Prepararon el viaje al pueblecito de Isnotú, que está a unas 5 o 6 horas por carretera. Como salían de madrugada, cuando vinieron a recoger a Maria Cirila, eso debe haber ocurrido en 1974 ó 75, ella tenía listo café caliente, y cuando Isabel y Pedro lo probaron casi se ahogan pues tenía sal en vez de azúcar, bueno, parece que el objetivo de espantar el sueño se logró con creces. Cuando llegué a vivir en esta casa, en Octubre de 1969, casi al día siguiente María Cirila vino a hablar conmigo, tendría ochenta y pico, la recuerdo con inmenso cariño pero no tan grande como el que ella obsequió a todos sus parientes. Era bajita, tal vez un metro cincuenta, o menos, regordeta, vestida como casi siempre le vi en casa: falda negra como un tubo hasta media pierna, blusa blanca abotonada hasta el cuello y mangas hasta la muñeca. Con sus lentes a medía nariz, su sonrisa pronta, sus pómulos rosaditos y lisitos (siempre que podía se frotaba pan de avena, para el cutis, decía), con voz muy ronca, sonora, y recordando reiterativamente que estaba medio sorda, para que uno le hablase fuerte. Usted va a necesitar quien le arregle la ropa, me dijo palabras mas o menos, aunque yo estoy muy vieja y achacosa todavía estoy entera como para eso. Después me enumeró a tíos y primos a los que ella quiso mucho, y se los demostró sirviéndoles, con lo de la lavada y planchada.

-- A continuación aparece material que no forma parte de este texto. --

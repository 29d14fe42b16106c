//! Human task service (§4.5): `pending → assigned → in_progress →
//! completed|failed|cancelled`, reverse edge `in_progress → assigned`
//! (pause) only. Every operation authorises against `assigned_user_id`.

use std::sync::Arc;

use chrono::{DateTime, Utc};
use serde::Serialize;
use serde_json::Value;
use tracing::info;

use workflow_engine_core::ids::{TaskInstanceId, UserId};
use workflow_engine_core::model::instance::{TaskInstance, TaskInstanceStatus};
use workflow_engine_runtime::{ExecutionEngine, UpstreamContext, WorkflowContextManager};
use workflow_engine_store::{InstanceRepository, TaskRepository};

use crate::error::{TaskServiceError, TaskServiceResult};
use crate::node_completion::check_node_completion;
use crate::priority::{estimated_deadline, priority_label};

/// §4.5 List-user-tasks enrichment: priority label, computed duration,
/// estimated deadline, alongside the raw row.
#[derive(Debug, Clone, Serialize)]
pub struct TaskSummary {
    pub task: TaskInstance,
    pub priority_label: &'static str,
    pub actual_duration_secs: Option<i64>,
    pub estimated_deadline: Option<DateTime<Utc>>,
}

impl TaskSummary {
    fn from_task(task: TaskInstance) -> Self {
        let priority_label = priority_label(task.priority);
        let actual_duration_secs = task.actual_duration_secs();
        let estimated_deadline = estimated_deadline(&task);
        Self { task, priority_label, actual_duration_secs, estimated_deadline }
    }
}

/// §4.5 Get-task-details: the task row plus the upstream context
/// bundle (§4.3) so the assignee can see upstream outputs.
#[derive(Debug, Clone, Serialize)]
pub struct TaskDetails {
    pub task: TaskInstance,
    pub upstream: Option<UpstreamContext>,
}

pub struct HumanTaskService {
    tasks: Arc<dyn TaskRepository>,
    instances: Arc<dyn InstanceRepository>,
    context: Arc<WorkflowContextManager>,
    engine: Arc<ExecutionEngine>,
}

impl HumanTaskService {
    pub fn new(
        tasks: Arc<dyn TaskRepository>,
        instances: Arc<dyn InstanceRepository>,
        context: Arc<WorkflowContextManager>,
        engine: Arc<ExecutionEngine>,
    ) -> Self {
        Self { tasks, instances, context, engine }
    }

    async fn load_owned(&self, task_id: TaskInstanceId, user_id: UserId) -> TaskServiceResult<TaskInstance> {
        let task = self.tasks.get(task_id).await?;
        if task.assigned_user_id != Some(user_id) {
            return Err(TaskServiceError::NotAuthorised { user_id: user_id.to_string(), task_id: task_id.to_string() });
        }
        Ok(task)
    }

    pub async fn list_user_tasks(
        &self,
        user_id: UserId,
        status_filter: Option<TaskInstanceStatus>,
        limit: usize,
    ) -> TaskServiceResult<Vec<TaskSummary>> {
        let tasks = self.tasks.list_for_user(user_id, status_filter, limit).await?;
        Ok(tasks.into_iter().map(TaskSummary::from_task).collect())
    }

    pub async fn get_task_details(&self, task_id: TaskInstanceId, user_id: UserId) -> TaskServiceResult<TaskDetails> {
        let task = self.load_owned(task_id, user_id).await?;
        let upstream = self.context.upstream_context(task.workflow_instance_id, task.node_instance_id).await;
        Ok(TaskDetails { task, upstream })
    }

    pub async fn start(&self, task_id: TaskInstanceId, user_id: UserId) -> TaskServiceResult<TaskInstance> {
        let mut task = self.load_owned(task_id, user_id).await?;
        task.transition_to(TaskInstanceStatus::InProgress)?;
        let task = self.tasks.update(task).await?;
        info!(%task_id, %user_id, "human task started");
        Ok(task)
    }

    pub async fn submit(
        &self,
        task_id: TaskInstanceId,
        user_id: UserId,
        result_data: Value,
        result_summary: Option<String>,
    ) -> TaskServiceResult<TaskInstance> {
        let mut task = self.load_owned(task_id, user_id).await?;
        task.transition_to(TaskInstanceStatus::Completed)?;
        task.result_data = Some(result_data);
        task.result_summary = result_summary;
        let task = self.tasks.update(task).await?;

        check_node_completion(&self.tasks, &self.instances, &self.engine, task.node_instance_id).await?;
        info!(%task_id, %user_id, "human task submitted");
        Ok(task)
    }

    pub async fn pause(&self, task_id: TaskInstanceId, user_id: UserId, reason: String) -> TaskServiceResult<TaskInstance> {
        let mut task = self.load_owned(task_id, user_id).await?;
        task.transition_to(TaskInstanceStatus::Assigned)?;
        task.failure_reason = Some(reason);
        let task = self.tasks.update(task).await?;
        Ok(task)
    }

    pub async fn reject(&self, task_id: TaskInstanceId, user_id: UserId, reason: String) -> TaskServiceResult<TaskInstance> {
        let mut task = self.load_owned(task_id, user_id).await?;
        task.transition_to(TaskInstanceStatus::Failed)?;
        task.failure_reason = Some(reason);
        let task = self.tasks.update(task).await?;

        check_node_completion(&self.tasks, &self.instances, &self.engine, task.node_instance_id).await?;
        info!(%task_id, %user_id, "human task rejected");
        Ok(task)
    }

    pub async fn cancel(&self, task_id: TaskInstanceId, user_id: UserId, reason: String) -> TaskServiceResult<TaskInstance> {
        let mut task = self.load_owned(task_id, user_id).await?;
        if task.status.is_terminal() {
            return Ok(task);
        }
        task.transition_to(TaskInstanceStatus::Cancelled)?;
        task.failure_reason = Some(reason);
        let task = self.tasks.update(task).await?;

        check_node_completion(&self.tasks, &self.instances, &self.engine, task.node_instance_id).await?;
        Ok(task)
    }

    /// Pure logging hook (§4.5): never mutates task state.
    pub async fn request_help(&self, task_id: TaskInstanceId, user_id: UserId, message: String) -> TaskServiceResult<()> {
        let _task = self.load_owned(task_id, user_id).await?;
        info!(%task_id, %user_id, %message, "assignee requested help");
        Ok(())
    }
}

Esa bella gente de antes… A mi me dió no se qué, y aunque le dije que sí no le llevé ropa para lavar y planchar. Una semana después estaba frente a mí, irritada, ofendidísima, salí regañado y comprometido a llevar ropa, cosa que esta vez si hice. Todavía la recuerdo, cómo sonreían su boca y sus ojos, cuando me llevaba la ropa planchada sobre un periódico, presentada en sus antebrazos, “aquí está la ropita, yo todavía puedo”. Murió en 1984.